24、我所測定的蛋白分子量是105KD,按理說分離膠應當采用7.5%,但資料卻要求分離膠和濃縮膠均采用11%的配方,不知為何?


答:上述提到的兩種凝膠均可以使用,因為105KD的蛋白在上述兩種膠的線性分辨范圍內,但需注意條帶位置。


25、二抗是生物素化的抗體,三抗是親和素生物素體系,不知采用這樣的方案后,封閉液是否要作調整,能否再用5%的脫脂奶粉呢?好像有資料說脫脂奶粉會影響親和素生物素的生成,是嗎?

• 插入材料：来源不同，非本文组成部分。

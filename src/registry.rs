//! Generic case-insensitive concurrent registry (§9 design notes).
//!
//! Both process-scope registries described in §3 (`indexRegistration`,
//! `indexStatus`) are instances of this one abstraction so tests can
//! construct and isolate state without touching process-wide statics.

use ahash::RandomState;
use parking_lot::RwLock;
use std::collections::HashMap;
use std::sync::Arc;

pub struct Registry<V> {
    inner: RwLock<HashMap<String, V, RandomState>>,
}

impl<V: Clone> Default for Registry<V> {
    fn default() -> Self {
        Self {
            inner: RwLock::new(HashMap::default()),
        }
    }
}

fn norm(key: &str) -> String {
    key.to_ascii_lowercase()
}

impl<V: Clone> Registry<V> {
    pub fn new() -> Arc<Self> {
        Arc::new(Self::default())
    }

    pub fn get(&self, key: &str) -> Option<V> {
        self.inner.read().get(&norm(key)).cloned()
    }

    pub fn contains(&self, key: &str) -> bool {
        self.inner.read().contains_key(&norm(key))
    }

    /// Atomic insert: returns `false` (and does not overwrite) if the key is
    /// already present.
    pub fn insert_new(&self, key: &str, value: V) -> bool {
        let mut guard = self.inner.write();
        let k = norm(key);
        if guard.contains_key(&k) {
            return false;
        }
        guard.insert(k, value);
        true
    }

    /// Unconditional insert/replace.
    pub fn put(&self, key: &str, value: V) {
        self.inner.write().insert(norm(key), value);
    }

    pub fn remove(&self, key: &str) -> Option<V> {
        self.inner.write().remove(&norm(key))
    }

    pub fn keys(&self) -> Vec<String> {
        self.inner.read().keys().cloned().collect()
    }

    pub fn len(&self) -> usize {
        self.inner.read().len()
    }

    pub fn is_empty(&self) -> bool {
        self.len() == 0
    }
}

#[cfg(test)]
mod tests {
    use super::*;

    #[test]
    fn lookups_are_case_insensitive() {
        let reg: Registry<i32> = Registry::default();
        reg.put("Orders", 1);
        assert_eq!(reg.get("orders"), Some(1));
        assert_eq!(reg.get("ORDERS"), Some(1));
    }

    #[test]
    fn insert_new_rejects_duplicate_key() {
        let reg: Registry<i32> = Registry::default();
        assert!(reg.insert_new("orders", 1));
        assert!(!reg.insert_new("Orders", 2));
        assert_eq!(reg.get("orders"), Some(1));
    }
}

答:不能使用脫脂奶粉,因為脫脂奶粉中含生物素,用BSA代替應該好一點。


26、問一般一次上樣的蛋白總量是多少,跟目的蛋白的表達量有關系嗎?


答:Western Blot一般上樣30-100微克不等,結果跟目的蛋白的豐度、上樣量、一二抗的量和孵育時間都有關系,也與顯色時間長短有關。開始摸條件時,為了拿到陽性結果,各個步驟都可以量多一點時間長一點,當然背景也就出來了。要拿到好的結果,如果抗體好的話比較容易,抗體不好的話就需要反復地試了,當然有的不適合Western Blot的怎樣做也不行。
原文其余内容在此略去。